The literature search identified 21 unique publications from 20 studies investigating the association between caffeine and preterm delivery. Data were extracted from 15 of these studies (8 cohort, 7 case–control), 6 from Europe and 9 from the US. The pooled estimate of RR from linear dose–response meta-analysis was 1.02 (95 % CI .98–1.06) per 100 mg/day of caffeine (P = .42) (Fig. 2e). Of the five studies that could not be included in meta-analyses, four suggested some positive association [40, 41, 42, 43], and one did not [44].

There was substantial heterogeneity between the studies (I2 = 63 %; 95 % CI 34–79 %; Q = 38; df = 14; P = .001). Studies with prospective dietary assessment of caffeine intake tended to have more positive associations with preterm delivery than those with retrospective assessment (P = .04) (online table 3c). There was no evidence of any asymmetry in the funnel plot (online figure 1c).

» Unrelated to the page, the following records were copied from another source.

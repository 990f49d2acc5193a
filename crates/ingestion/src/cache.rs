//! Process-wide, load-once dataset handle.
//!
//! The first caller performs the load while concurrent callers wait on the
//! same lock and then share the resulting snapshot. A failed load is
//! remembered: later callers get [`Error::LoadHalted`] without the source
//! being read again. Only [`DatasetHandle::reload`] re-reads the source.

use std::sync::{Arc, Mutex, MutexGuard};

use tariff_core::{Config, Dataset, Error, Result};
use tracing::{error, info};

use crate::loader::DatasetLoader;
use crate::sheet::{open_source, WorkbookSource};

enum LoadStatus {
    Unloaded,
    Ready(Arc<Dataset>),
    Failed(String),
}

struct HandleState {
    source: Box<dyn WorkbookSource>,
    status: LoadStatus,
    loads: usize,
}

/// Shared handle to the immutable dataset.
pub struct DatasetHandle {
    loader: DatasetLoader,
    state: Mutex<HandleState>,
}

impl DatasetHandle {
    /// Create a handle over any workbook source. Nothing is read yet.
    pub fn new(loader: DatasetLoader, source: Box<dyn WorkbookSource>) -> Self {
        Self {
            loader,
            state: Mutex::new(HandleState {
                source,
                status: LoadStatus::Unloaded,
                loads: 0,
            }),
        }
    }

    /// Create a handle for the workbook path named in the configuration.
    pub fn from_config(config: &Config) -> Self {
        Self::new(
            DatasetLoader::new(config),
            open_source(&config.dataset.path),
        )
    }

    /// The loaded dataset, loading it on first use.
    pub fn get(&self) -> Result<Arc<Dataset>> {
        let mut state = self.lock()?;
        if let LoadStatus::Ready(dataset) = &state.status {
            return Ok(Arc::clone(dataset));
        }
        if let LoadStatus::Failed(msg) = &state.status {
            return Err(Error::load_halted(msg.clone()));
        }
        self.load_into(&mut state)
    }

    /// Re-read the source and replace the snapshot.
    ///
    /// Snapshots handed out earlier stay valid and unchanged.
    pub fn reload(&self) -> Result<Arc<Dataset>> {
        let mut state = self.lock()?;
        info!("reloading tariff workbook");
        self.load_into(&mut state)
    }

    /// Whether a dataset is currently available.
    pub fn is_loaded(&self) -> bool {
        self.lock()
            .map(|state| matches!(state.status, LoadStatus::Ready(_)))
            .unwrap_or(false)
    }

    /// Number of times the source has been read.
    pub fn load_count(&self) -> usize {
        self.lock().map(|state| state.loads).unwrap_or(0)
    }

    fn load_into(&self, state: &mut HandleState) -> Result<Arc<Dataset>> {
        state.loads += 1;
        match self.loader.load(state.source.as_mut()) {
            Ok(dataset) => {
                let dataset = Arc::new(dataset);
                state.status = LoadStatus::Ready(Arc::clone(&dataset));
                Ok(dataset)
            }
            Err(err) => {
                error!(error = %err, "failed to load tariff workbook");
                state.status = LoadStatus::Failed(err.to_string());
                Err(err)
            }
        }
    }

    fn lock(&self) -> Result<MutexGuard<'_, HandleState>> {
        self.state
            .lock()
            .map_err(|_| Error::Other("dataset handle lock poisoned".to_string()))
    }
}
//! Core record types for the tariff dashboard.

use chrono::NaiveDate;
use serde::{Deserialize, Serialize};

/// Shown when an optional description is unavailable.
pub const NOT_AVAILABLE: &str = "N/A";

/// Descriptions at each level of the classification hierarchy.
#[derive(Debug, Clone, Default, PartialEq, Serialize, Deserialize)]
pub struct Hierarchy {
    /// Chapter (HS2) description.
    pub hs2: Option<String>,
    /// Heading (HS4) description.
    pub hs4: Option<String>,
    /// Subheading (HS6) description.
    pub hs6: Option<String>,
    /// Tariff line (HS8) description.
    pub hs8: Option<String>,
}

/// One origin-regime (LIGIE) tariff line. Fields keep the source text.
#[derive(Debug, Clone, PartialEq, Serialize, Deserialize)]
pub struct OriginRow {
    pub hs6: String,
    pub hs8: Option<String>,
    pub hierarchy: Hierarchy,
    /// Raw LIGIE rate text.
    pub rate: Option<String>,
}

/// Named rate components of a destination-regime line.
#[derive(Debug, Clone, Copy, PartialEq, Eq, Hash, Serialize, Deserialize)]
pub enum RateComponent {
    /// General (MFN) rate.
    General,
    /// Trade-remedy rate (Section 301).
    TradeRemedy,
    /// Sector-specific rate (Section 232).
    Sector,
    /// Reciprocal rate.
    Reciprocal,
    /// Special-program rate.
    SpecialProgram,
}

impl RateComponent {
    /// Every component, in display order.
    pub const ALL: [RateComponent; 5] = [
        RateComponent::General,
        RateComponent::TradeRemedy,
        RateComponent::Sector,
        RateComponent::Reciprocal,
        RateComponent::SpecialProgram,
    ];

    /// Components that make up a line's total. The sector rate is not one of them.
    pub const SUMMED: [RateComponent; 4] = [
        RateComponent::General,
        RateComponent::TradeRemedy,
        RateComponent::Reciprocal,
        RateComponent::SpecialProgram,
    ];

    /// Whether the component contributes to the total.
    pub fn is_summed(self) -> bool {
        !matches!(self, RateComponent::Sector)
    }
}

/// Raw text of each rate component on a destination line.
#[derive(Debug, Clone, Default, PartialEq, Serialize, Deserialize)]
pub struct TariffComponents {
    pub general: Option<String>,
    pub trade_remedy: Option<String>,
    pub sector: Option<String>,
    pub reciprocal: Option<String>,
    pub special_program: Option<String>,
}

impl TariffComponents {
    /// Raw text of a component.
    pub fn get(&self, component: RateComponent) -> Option<&str> {
        let field = match component {
            RateComponent::General => &self.general,
            RateComponent::TradeRemedy => &self.trade_remedy,
            RateComponent::Sector => &self.sector,
            RateComponent::Reciprocal => &self.reciprocal,
            RateComponent::SpecialProgram => &self.special_program,
        };
        field.as_deref()
    }

    /// Mutable access to a component's raw text.
    pub fn get_mut(&mut self, component: RateComponent) -> &mut Option<String> {
        match component {
            RateComponent::General => &mut self.general,
            RateComponent::TradeRemedy => &mut self.trade_remedy,
            RateComponent::Sector => &mut self.sector,
            RateComponent::Reciprocal => &mut self.reciprocal,
            RateComponent::SpecialProgram => &mut self.special_program,
        }
    }
}

/// One destination-regime (HTS) tariff line.
#[derive(Debug, Clone, PartialEq, Serialize, Deserialize)]
pub struct DestinationRow {
    pub hs6: String,
    pub hs8: Option<String>,
    pub hierarchy: Hierarchy,
    pub components: TariffComponents,
}

/// Trade participation for one code and reporting period.
///
/// Values are kept as source text and coerced when summarized.
#[derive(Debug, Clone, PartialEq, Serialize, Deserialize)]
pub struct ParticipationRecord {
    /// Zero-padded HS6 code.
    pub code: String,
    pub date: NaiveDate,
    pub domestic: Option<String>,
    pub competitor: Option<String>,
    pub total: Option<String>,
}

/// Effective (applied) tariff for one code and reporting period.
///
/// Stored on the source's fractional scale.
#[derive(Debug, Clone, PartialEq, Serialize, Deserialize)]
pub struct EffectiveTariffRecord {
    /// Zero-padded HS6 code.
    pub code: String,
    pub date: NaiveDate,
    pub domestic: Option<String>,
    pub competitor: Option<String>,
}

/// Left-pad a code with zeros up to `width` characters.
pub fn pad_code(raw: &str, width: usize) -> String {
    let trimmed = raw.trim();
    let len = trimmed.chars().count();
    if len >= width {
        return trimmed.to_string();
    }
    let mut padded = "0".repeat(width - len);
    padded.push_str(trimmed);
    padded
}

#[cfg(test)]
mod tests {
    use super::*;

    #[test]
    fn test_sector_is_not_summed() {
        assert!(!RateComponent::Sector.is_summed());
        assert!(!RateComponent::SUMMED.contains(&RateComponent::Sector));
        for component in RateComponent::SUMMED {
            assert!(component.is_summed());
        }
    }

    #[test]
    fn test_component_access() {
        let mut components = TariffComponents::default();
        *components.get_mut(RateComponent::Reciprocal) = Some("10%".to_string());
        assert_eq!(components.get(RateComponent::Reciprocal), Some("10%"));
        assert_eq!(components.get(RateComponent::Sector), None);
    }

    #[test]
    fn test_pad_code() {
        assert_eq!(pad_code("10121", 6), "010121");
        assert_eq!(pad_code("870321", 6), "870321");
        assert_eq!(pad_code(" 8703 ", 6), "008703");
        assert_eq!(pad_code("12345678", 6), "12345678");
    }
}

The nonlinear dose–response meta-analysis showed a generally straight flat line with no evidence of any nonlinear association (Fig. 2f).

Low birth weight

We identified 14 unique publications from 14 studies investigating the association between caffeine and low birth weight. Data were extracted from 11 of these studies (6 cohort, 5 case–control), 3 from Europe, 7 from the US and 1 from Brazil. The pooled estimate of RR from linear dose–response meta-analysis was 1.07 (95 % CI 1.01–1.12) per 100 mg/day of caffeine (P = .01) (Fig. 3a). Of the three studies not included in meta-analysis, one found a strong association between caffeine and low birth weight [45], whilst the other two found no evidence of any association [40, 46].
Fig. 3

Dietary caffeine intake and estimated relative risk of low birth weight and small for gestational age. a, c Forest plots of linear dose–response trends with pooled estimates from random-effects meta-analysis per 100 mg/day caffeine intake for low birth weight (a) and small for gestational age (c). b, d Summary nonlinear dose–response curves from multivariate random effects meta-analysis of restricted cubic spline curves for low birth weight (b) and small for gestational age (d), using zero intake as the reference intake. Tickmarks on the horizontal axis indicate the location of category medians, means, or midpoints for included studies

There was substantial heterogeneity between the studies (I2 = 75 %; 95 % CI 55–86 %; Q = 40; df = 10; P < .001). Excluding the study with additional small for gestational age infants [28], had a negligible impact on the pooled estimate or the estimated heterogeneity (RR = 1.06; 95 % CI 1.01–1.12; P = .02). Studies that adjusted for maternal education or socio-economic factors had substantially lower estimates than those that did not (P = .02) (online table 3d). There was some evidence of asymmetry in the funnel plot (online figure 1d), leaving open the possibility of small-study effects such as publication bias.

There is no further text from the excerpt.